So we will continue to monitor her until her next cardiology visit on the 28th of November hoping her branches opened a bit more or stayed the same post cath procedure. Will post an update when we have more news. This photo was of her getting ready to leave the hospital. She seemed very pleased! So were we!

Procedure Underway

They've started. We've been prepped on the good, bad, and ugly. Major concern now is that her suture line will hold and not tear. Good is she won't even need balloon and worst is she will be in open heart surgery today. Hoping for balloon and good results.

Cardiology Update

Ry had her cardiology visit today. Well I'm nursing a migraine again, but it only got worse when we got the results of Ry's echo, her cardiologist was not happy, her stenosis is near emergency levels, severe narrowing occurred since last appt. Her case is being presented tomorrow, they want her in surgery next week to address her stenosis, both pulmonary branches are nearly closed preventing adequate blood flood. I'm so sad, but I know they will get her all fixed up next week. She will be checked about every 2 weeks after cath surgery to see if the procedure worked, they will try this process twice, if it is not fixing it she will be scheduled for another open heart surgery to replace her pulmonary branches, which were small to start with. So I guess it's not the worst news but not the best.
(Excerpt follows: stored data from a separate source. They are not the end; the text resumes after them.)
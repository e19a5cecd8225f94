//! HTTP handlers for the relay trigger surface

use axum::extract::{Path, State};
use axum::http::StatusCode;
use axum::Json;
use tracing::error;

use crate::models::transfer::{
    ErrorResponse, OperationKind, RelayDisputeSettleRequest, RelayJobStartRequest,
    RelayMilestoneLockRequest, RelayPaymentReleaseRequest, TransferStatus,
    TransferStatusResponse, TriggerResponse,
};
use crate::services::relay::RelayError;
use crate::AppState;

type HandlerError = (StatusCode, Json<ErrorResponse>);

fn error_body(message: impl Into<String>) -> Json<ErrorResponse> {
    Json(ErrorResponse {
        error: message.into(),
    })
}

/// Trigger failures before any work happens are the caller's fault;
/// everything downstream is ours
fn map_relay_error(e: RelayError) -> HandlerError {
    match e {
        RelayError::ChainResolution(inner) => {
            (StatusCode::UNPROCESSABLE_ENTITY, error_body(inner.to_string()))
        }
        other => {
            error!(error = %other, "Relay trigger failed");
            (StatusCode::INTERNAL_SERVER_ERROR, error_body(other.to_string()))
        }
    }
}

fn trigger_status(response: &TriggerResponse) -> StatusCode {
    if response.state == "accepted" {
        StatusCode::ACCEPTED
    } else {
        StatusCode::OK
    }
}

pub async fn relay_job_start(
    State(state): State<AppState>,
    Json(payload): Json<RelayJobStartRequest>,
) -> Result<(StatusCode, Json<TriggerResponse>), HandlerError> {
    let response = state
        .relay
        .trigger_job_start(&payload.job_reference, &payload.source_tx_hash)
        .await
        .map_err(map_relay_error)?;
    Ok((trigger_status(&response), Json(response)))
}

pub async fn relay_payment_release(
    State(state): State<AppState>,
    Json(payload): Json<RelayPaymentReleaseRequest>,
) -> Result<(StatusCode, Json<TriggerResponse>), HandlerError> {
    let response = state
        .relay
        .trigger_payment_release(&payload.job_reference, payload.source_tx_hash.as_deref())
        .await
        .map_err(map_relay_error)?;
    Ok((trigger_status(&response), Json(response)))
}

pub async fn relay_milestone_lock(
    State(state): State<AppState>,
    Json(payload): Json<RelayMilestoneLockRequest>,
) -> Result<(StatusCode, Json<TriggerResponse>), HandlerError> {
    let response = state
        .relay
        .trigger_milestone_lock(&payload.job_reference, &payload.source_tx_hash)
        .await
        .map_err(map_relay_error)?;
    Ok((trigger_status(&response), Json(response)))
}

pub async fn relay_dispute_settle(
    State(state): State<AppState>,
    Json(payload): Json<RelayDisputeSettleRequest>,
) -> Result<(StatusCode, Json<TriggerResponse>), HandlerError> {
    let response = state
        .relay
        .trigger_dispute_settle(
            &payload.dispute_reference,
            &payload.job_reference,
            &payload.source_tx_hash,
        )
        .await
        .map_err(map_relay_error)?;
    Ok((trigger_status(&response), Json(response)))
}

fn reject_unless_failed(record: &crate::entities::transfers::Model) -> Result<(), HandlerError> {
    if record.status != TransferStatus::Failed.to_string() {
        return Err((
            StatusCode::CONFLICT,
            error_body(format!(
                "Transfer for {} is {}, only failed transfers can be retried",
                record.job_reference, record.status
            )),
        ));
    }
    Ok(())
}

pub async fn transfer_status(
    State(state): State<AppState>,
    Path((operation, job_reference)): Path<(String, String)>,
) -> Result<Json<TransferStatusResponse>, HandlerError> {
    let operation: OperationKind = operation
        .parse()
        .map_err(|e: String| (StatusCode::BAD_REQUEST, error_body(e)))?;

    let record = state
        .relay
        .status(&job_reference, operation)
        .await
        .map_err(map_relay_error)?
        .ok_or_else(|| {
            (
                StatusCode::NOT_FOUND,
                error_body(format!(
                    "No {} transfer recorded for {}",
                    operation, job_reference
                )),
            )
        })?;

    Ok(Json(TransferStatusResponse::from(record)))
}

/// Status lookup by source transaction hash, the operation key for
/// milestone locks (the job-scoped route only sees a job's newest record)
pub async fn transfer_status_by_tx(
    State(state): State<AppState>,
    Path(source_tx_hash): Path<String>,
) -> Result<Json<TransferStatusResponse>, HandlerError> {
    let record = state
        .relay
        .status_by_source_tx(&source_tx_hash)
        .await
        .map_err(map_relay_error)?
        .ok_or_else(|| {
            (
                StatusCode::NOT_FOUND,
                error_body(format!(
                    "No transfer recorded for source tx {}",
                    source_tx_hash
                )),
            )
        })?;

    Ok(Json(TransferStatusResponse::from(record)))
}

/// Manual retry of a failed transfer, bypassing the recovery scheduler's
/// backoff window (but not its state rules)
pub async fn retry_transfer(
    State(state): State<AppState>,
    Path((operation, job_reference)): Path<(String, String)>,
) -> Result<(StatusCode, Json<TriggerResponse>), HandlerError> {
    let operation: OperationKind = operation
        .parse()
        .map_err(|e: String| (StatusCode::BAD_REQUEST, error_body(e)))?;

    let record = state
        .relay
        .status(&job_reference, operation)
        .await
        .map_err(map_relay_error)?
        .ok_or_else(|| {
            (
                StatusCode::NOT_FOUND,
                error_body(format!(
                    "No {} transfer recorded for {}",
                    operation, job_reference
                )),
            )
        })?;

    reject_unless_failed(&record)?;

    let response = state
        .relay
        .retry_record(record)
        .await
        .map_err(map_relay_error)?;
    Ok((trigger_status(&response), Json(response)))
}

/// Manual retry keyed by source transaction hash, for milestone locks
/// older than a job's newest record
pub async fn retry_transfer_by_tx(
    State(state): State<AppState>,
    Path(source_tx_hash): Path<String>,
) -> Result<(StatusCode, Json<TriggerResponse>), HandlerError> {
    let record = state
        .relay
        .status_by_source_tx(&source_tx_hash)
        .await
        .map_err(map_relay_error)?
        .ok_or_else(|| {
            (
                StatusCode::NOT_FOUND,
                error_body(format!(
                    "No transfer recorded for source tx {}",
                    source_tx_hash
                )),
            )
        })?;

    reject_unless_failed(&record)?;

    let response = state
        .relay
        .retry_record(record)
        .await
        .map_err(map_relay_error)?;
    Ok((trigger_status(&response), Json(response)))
}

pub async fn health(
    State(state): State<AppState>,
) -> Result<Json<serde_json::Value>, HandlerError> {
    state.db.ping().await.map_err(|e| {
        error!(error = %e, "Health check failed, database unreachable");
        (
            StatusCode::SERVICE_UNAVAILABLE,
            error_body(format!("Database unreachable: {}", e)),
        )
    })?;
    Ok(Json(serde_json::json!({ "status": "ok" })))
}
Hoping her balloon procedure(s) fix the issue for now.

Friday, November 9, 2012

Procedure Complete

Her procedure went well. They were able to open the left pulmonary branch with the balloon nicely and it responded very well. The right pulmonary branch was more complicated and they were able to make it better, but not where it needs to be. Soooooo this means we've bought some time! Her doctor said she will be monitored closely for the next 6 months going to her cardiologist for testing about every 3-4 weeks. Best case she won't need another open heart surgery for 12 months. If things begin to narrow again (stenosis and scarring) we are looking at 6 months. Overall I'm pleased she can continue to grown and recover from the first surgery. Procedure in my mind was a success!

Ry's Cath Procedure

Whew, we are at the hospital for Ryleigh's cath procedure. Hoping this will have good results. I've been fine until we pulled in the parking garage and now I struggling to not start crying. She's so peaceful sleeping, but I know she will wake wanting food soon. Wolfsons Children's Hospital. Updates to come. We are checking in now, they will take her back in a bit.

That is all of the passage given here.